Marcus Meissner wrote:
Ubuntu is shouting about their Long Term Support, Quoting: "Ubuntu is freely available, including security updates for five years on servers, with no restrictions on usage and no requirement to purchase support contracts or subscriptions per deployment.".
Where is the money coming from? Please ask yourself this question. At some point in time Marks money might run out, or he might lose interest...
I don't think many people are really looking to use Ubuntu in servers right now. It's parent Debian has a much longer history. The point of the Long Term Support right now is to see if it actually happens. If they do support Dapper Drake for as long as they're saying, then the next LTS release, when Ubuntu is more mature, will be getting a munch harder look by sysadmins. In the scheme of things, Ubuntu is VERY young.
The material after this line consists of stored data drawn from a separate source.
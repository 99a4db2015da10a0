//! Option descriptions and the registry they are looked up in.

use crate::short_opts::ShortOpts;

/// Whether an option takes an argument.
#[derive(Debug, Clone, Copy, PartialEq, Eq, Default)]
#[cfg_attr(feature = "serde", derive(serde::Serialize, serde::Deserialize))]
#[cfg_attr(feature = "serde", serde(rename_all = "lowercase"))]
pub enum ArgumentRequirement {
    /// The option never takes an argument, e.g. `--help`.
    #[default]
    None,
    /// The option must have an argument, e.g. `--config FILE`.
    Required,
    /// The option may have an argument, e.g. `--color[=WHEN]`.
    Optional,
}

/// A single recognized option.
///
/// `code` is what the parser hands back when the option is found. It is
/// usually the option's short character, but any integer works, which allows
/// long-only options with codes outside the printable range.
#[derive(Debug, Clone, PartialEq, Eq)]
#[cfg_attr(feature = "serde", derive(serde::Serialize, serde::Deserialize))]
pub struct OptionSpec {
    /// Long name, without leading dashes.
    pub name: Option<String>,
    /// Code returned for this option.
    pub code: i32,
    /// Whether the option takes an argument.
    #[cfg_attr(feature = "serde", serde(default))]
    pub argument: ArgumentRequirement,
    /// Human readable description, for help text.
    #[cfg_attr(feature = "serde", serde(default))]
    pub description: Option<String>,
}

impl OptionSpec {
    /// An option with a long name whose code is a character.
    ///
    /// ```
    /// use optscan::{ArgumentRequirement, OptionSpec};
    ///
    /// let spec = OptionSpec::new("config", ArgumentRequirement::Required, 'c');
    /// assert_eq!(spec.code, 'c' as i32);
    /// ```
    pub fn new(name: &str, argument: ArgumentRequirement, code: char) -> OptionSpec {
        OptionSpec::with_code(name, argument, code as i32)
    }

    /// An option with a long name and an arbitrary integer code.
    pub fn with_code(name: &str, argument: ArgumentRequirement, code: i32) -> OptionSpec {
        OptionSpec {
            name: Some(name.to_owned()),
            code,
            argument,
            description: None,
        }
    }

    /// Attach a description.
    pub fn description(mut self, text: &str) -> OptionSpec {
        self.description = Some(text.to_owned());
        self
    }

    /// The code as a character, if it is one.
    pub fn code_char(&self) -> Option<char> {
        u32::try_from(self.code).ok().and_then(char::from_u32)
    }
}

/// The set of options a parser knows about: an optional short option string
/// plus a list of long options.
///
/// Lookups return the first match, so when two options share a code or a
/// name the earlier one wins.
#[derive(Debug, Clone, Default)]
pub struct Registry {
    short_opts: Option<ShortOpts>,
    options: Vec<OptionSpec>,
}

impl Registry {
    /// Build a registry. An empty `short_opts` string counts as absent.
    pub fn new(short_opts: &str, options: Vec<OptionSpec>) -> Registry {
        let short_opts = if short_opts.is_empty() {
            None
        } else {
            Some(ShortOpts::parse(short_opts))
        };
        Registry {
            short_opts,
            options,
        }
    }

    /// The parsed short option string.
    pub fn short_opts(&self) -> Option<&ShortOpts> {
        self.short_opts.as_ref()
    }

    /// The long options.
    pub fn options(&self) -> &[OptionSpec] {
        &self.options
    }

    /// True if neither short nor long options were registered.
    ///
    /// A short option string that only holds an ordering marker (`"+"` or
    /// `"-"`) registers nothing.
    pub fn is_empty(&self) -> bool {
        self.options.is_empty()
            && self
                .short_opts
                .as_ref()
                .map_or(true, |short| short.entries().is_empty())
    }

    /// Find a long option by its name (without dashes).
    pub fn find_by_name(&self, name: &str) -> Option<&OptionSpec> {
        self.options
            .iter()
            .find(|opt| opt.name.as_deref() == Some(name))
    }

    /// Find a long option by its code.
    pub fn find_by_code(&self, code: i32) -> Option<&OptionSpec> {
        self.options.iter().find(|opt| opt.code == code)
    }

    /// How a short option character takes its argument.
    ///
    /// The short option string is consulted first. Characters it doesn't
    /// mention fall back to the long options, matched by code. `None` means
    /// the character is unknown.
    pub fn argument_requirement_of(&self, short: char) -> Option<ArgumentRequirement> {
        if let Some(requirement) = self
            .short_opts
            .as_ref()
            .and_then(|opts| opts.requirement_of(short))
        {
            return Some(requirement);
        }
        self.find_by_code(short as i32).map(|opt| opt.argument)
    }

    /// Render the long options as a short option string.
    ///
    /// Any ordering marker of the registered short option string is kept.
    pub fn to_short_opts(&self) -> ShortOpts {
        let mut short = ShortOpts::from_options(&self.options);
        if let Some(existing) = &self.short_opts {
            short.mode = existing.mode;
        }
        short
    }
}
People I talk to generally look at it to be a replacement for Fedora and, sadly, openSUSE.
In my market, (mostly small businesses) deploying SLES, which will be obsolete in two or three years VS Ubuntu with 5 years guaranteed support becomes harder to justify.
How much is this Ubuntu long range product changing over its lifetime? I bet it does not change much.
Does SLES 10 change over its' lifetime? Personally, I don't know any small businesses that can afford SLES, or even medium size ones. It comes down to "1 SLES server or 2 Debian/openSUSE/etc Servers". It's rather hard to justify the cost, unless you're running massive applications like Oracle.